The cause of the fire is not yet known, but police do not believe it was started on purpose. "Based on what we know, there is nothing to suggest at this time that the fire was started deliberately," authorities said in Friday's press conference.
The fire has now been extinguished, police said, after the London Fire Brigade was first called to the scene after midnight on Wednesday.
Several hundred people would have been in the block when the fire broke out, according to Kensington and Chelsea council.
London Mayor Sadiq Khan declared it as a "major incident," while Commissioner Dany Cotton told reporters: "In my 29 years as a firefighter, I have never, ever seen anything on this scale."
Prime Minister Theresa May will visit victims of the fire in hospital later on Friday after she was criticised for not meeting local residents yesterday.

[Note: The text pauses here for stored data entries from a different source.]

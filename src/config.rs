//! Configuration module for the wikiquote-tweet service.
//!
//! This module centralizes environment variable handling. The whole
//! configuration is read once at startup into an [`AppConfig`] that is shared
//! read-only by every pipeline run.

use log::{debug, error, info, warn};
use std::env;
use std::path::PathBuf;

/// Temporary directory used for downloaded images when `TEMP_DIRECTORY` is unset.
pub const DEFAULT_TEMP_DIRECTORY: &str = "/tmp";

/// Masks a secret for logging, keeping at most the first and last 8 characters.
pub(crate) fn mask_secret(secret: &str) -> String {
    let chars: Vec<char> = secret.chars().collect();
    let len = chars.len();

    let prefix: String = chars.iter().take(8).collect();
    if len > 16 {
        let suffix: String = chars[len - 8..].iter().collect();
        format!("{}...{}", prefix, suffix)
    } else {
        format!("{}...", prefix)
    }
}

/// Configuration struct for Twitter/X API credentials.
///
/// This struct holds the credentials required to authenticate with the Twitter/X API v2 endpoints.
/// It uses OAuth 2.0 User Context (Access Token) for uploading media and posting tweets.
/// Every pipeline run works on its own clone, so a token refresh only affects that run.
#[derive(Debug, Clone)]
pub struct TwitterConfig {
    /// The Access Token for OAuth 2.0 User Context authentication (all operations)
    pub access_token: String,
    /// The Refresh Token for automatically refreshing expired access tokens
    pub refresh_token: Option<String>,
    /// The Client ID for OAuth 2.0 operations
    pub client_id: Option<String>,
    /// The Client Secret for OAuth 2.0 operations
    pub client_secret: Option<String>,
}

impl TwitterConfig {
    /// Loads the Twitter credentials through `lookup`.
    ///
    /// # Required Variables
    ///
    /// - `xapi_access_token`: Twitter API Access Token
    ///
    /// # Optional Variables (for automatic token refresh)
    ///
    /// - `xapi_refresh_token`
    /// - `xapi_client_id`
    /// - `xapi_client_secret`
    fn from_lookup<F>(lookup: &F) -> Result<Self, Box<dyn std::error::Error + Send + Sync>>
    where
        F: Fn(&str) -> Option<String>,
    {
        let access_token = match lookup("xapi_access_token") {
            Some(token) if !token.is_empty() => {
                info!(
                    "Found xapi_access_token environment variable with length: {}",
                    token.chars().count()
                );
                debug!("Access token (masked): {}", mask_secret(&token));

                if token.chars().count() < 10 {
                    warn!(
                        "Access token seems unusually short ({} characters)",
                        token.chars().count()
                    );
                }
                token
            }
            Some(_) => {
                error!("Access token is empty");
                return Err("Access token cannot be empty".into());
            }
            None => {
                error!("Make sure xapi_access_token environment variable is set");
                return Err("Missing xapi_access_token environment variable".into());
            }
        };

        let optional = |name: &str| match lookup(name) {
            Some(value) if !value.is_empty() => {
                info!("Found {} environment variable", name);
                debug!("{} (masked): {}", name, mask_secret(&value));
                Some(value)
            }
            _ => {
                info!("No {} found in environment variables", name);
                None
            }
        };

        let config = TwitterConfig {
            access_token,
            refresh_token: optional("xapi_refresh_token"),
            client_id: optional("xapi_client_id"),
            client_secret: optional("xapi_client_secret"),
        };

        if config.refresh_token.is_some() && !config.can_refresh_token() {
            warn!("Refresh token is provided but client credentials are missing - automatic token refresh will be disabled");
        }
        if config.can_refresh_token() {
            info!("Automatic token refresh is enabled");
        } else {
            info!("Automatic token refresh is disabled - manual token refresh required");
        }

        Ok(config)
    }

    /// Attempts to refresh the access token using the stored refresh token and client credentials.
    ///
    /// On success the access token (and the refresh token, when Twitter rotates it)
    /// is replaced in this config only. The shared [`AppConfig`] is never touched.
    ///
    /// # Returns
    ///
    /// - `Ok(())`: If the token was successfully refreshed
    /// - `Err(Box<dyn std::error::Error + Send + Sync>)`: If refresh failed or credentials are missing
    pub async fn refresh_access_token(
        &mut self,
    ) -> Result<(), Box<dyn std::error::Error + Send + Sync>> {
        info!("Attempting to refresh access token");

        let (client_id, client_secret, refresh_token) = match (
            self.client_id.as_ref(),
            self.client_secret.as_ref(),
            self.refresh_token.as_ref(),
        ) {
            (Some(id), Some(secret), Some(token)) => (id, secret, token),
            _ => {
                error!("Cannot refresh token: missing required credentials");
                if self.client_id.is_none() {
                    error!("Missing xapi_client_id");
                }
                if self.client_secret.is_none() {
                    error!("Missing xapi_client_secret");
                }
                if self.refresh_token.is_none() {
                    error!("Missing xapi_refresh_token");
                }
                return Err("Missing required credentials for token refresh".into());
            }
        };

        use crate::oauth::refresh_access_token;

        match refresh_access_token(client_id, client_secret, refresh_token).await {
            Ok((new_access_token, new_refresh_token)) => {
                info!("Access token refreshed successfully");
                self.access_token = new_access_token;

                if let Some(new_refresh) = new_refresh_token {
                    info!("Updating refresh token with new token from Twitter");
                    self.refresh_token = Some(new_refresh);
                    warn!("Refresh token was rotated - update xapi_refresh_token before the next restart");
                }

                debug!(
                    "Updated access token (masked): {}",
                    mask_secret(&self.access_token)
                );
                warn!("Access token has been refreshed - consider updating your xapi_access_token environment variable");
                Ok(())
            }
            Err(e) => {
                error!("Failed to refresh access token: {}", e);
                Err(e)
            }
        }
    }

    /// Returns true if client_id, client_secret and refresh_token are all available.
    pub fn can_refresh_token(&self) -> bool {
        self.client_id.is_some() && self.client_secret.is_some() && self.refresh_token.is_some()
    }
}

/// Process-wide configuration, loaded once before the first pipeline run.
#[derive(Debug, Clone)]
pub struct AppConfig {
    /// The pixabay.com API key used by the image search
    pub pixabay_key: String,
    /// Twitter/X credentials, cloned into every pipeline run
    pub twitter: TwitterConfig,
    /// Directory where images are downloaded before upload
    pub temp_dir: PathBuf,
}

impl AppConfig {
    /// Creates a new `AppConfig` by loading every setting from environment variables.
    ///
    /// # Required Environment Variables
    ///
    /// - `PIXABAY_KEY`: A pixabay.com API key
    /// - `xapi_access_token`: Twitter API Access Token (OAuth 2.0 User Context)
    ///
    /// # Optional Environment Variables
    ///
    /// - `xapi_refresh_token`, `xapi_client_id`, `xapi_client_secret`: automatic token refresh
    /// - `TEMP_DIRECTORY`: image download directory, defaults to `/tmp`
    ///
    /// # Example
    ///
    /// ```rust,no_run
    /// use wikiquote_tweet::AppConfig;
    ///
    /// let config = AppConfig::from_env().unwrap();
    /// println!("Images go to {}", config.temp_dir.display());
    /// ```
    pub fn from_env() -> Result<Self, Box<dyn std::error::Error + Send + Sync>> {
        info!("Loading configuration from environment variables");
        Self::from_lookup(|name| env::var(name).ok())
    }

    /// Builds the configuration from an arbitrary variable lookup.
    pub fn from_lookup<F>(lookup: F) -> Result<Self, Box<dyn std::error::Error + Send + Sync>>
    where
        F: Fn(&str) -> Option<String>,
    {
        let pixabay_key = match lookup("PIXABAY_KEY") {
            Some(key) if !key.is_empty() => {
                debug!("Pixabay key (masked): {}", mask_secret(&key));
                key
            }
            _ => {
                error!("Make sure PIXABAY_KEY environment variable is set");
                return Err("Missing PIXABAY_KEY environment variable".into());
            }
        };

        let twitter = TwitterConfig::from_lookup(&lookup)?;

        let temp_dir = lookup("TEMP_DIRECTORY")
            .filter(|dir| !dir.is_empty())
            .map(PathBuf::from)
            .unwrap_or_else(|| PathBuf::from(DEFAULT_TEMP_DIRECTORY));
        info!("Using temporary directory {}", temp_dir.display());

        info!("Configuration loaded successfully");
        Ok(AppConfig {
            pixabay_key,
            twitter,
            temp_dir,
        })
    }
}

/// Gets the server port from environment variables or returns the default.
///
/// This function reads the `PORT` environment variable and parses it as a u16.
/// If the environment variable is not set it defaults to 3000.
///
/// # Panics
///
/// This function will panic if the `PORT` environment variable is set to a value
/// that cannot be parsed as a valid port number.
pub fn get_server_port() -> u16 {
    env::var("PORT")
        .unwrap_or_else(|_| "3000".to_string())
        .parse()
        .expect("PORT must be a valid number")
}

Prime Minister Theresa May ordered a full public inquiry into the Grenfell Tower disaster and said it was right that "this terrible tragedy is properly investigated." It follows her visiting the scene in west London on Thursday morning.
"We need to know what happened. We need to have an explanation for this. We owe that to the families, to the people who have lost loved ones, friends, and the homes in which they lived," the PM added. "People deserve answers, the inquiry will give them."
However, May and several of her closest cabinet ministers and aides are being blamed for the fire:
May has also been heavily criticised for her approach towards the victims. May and Labour leader Jeremy Corbyn both visited the scene of the Grenfell Tower disaster on Thursday, but many have pointed to the differences in their time at the site.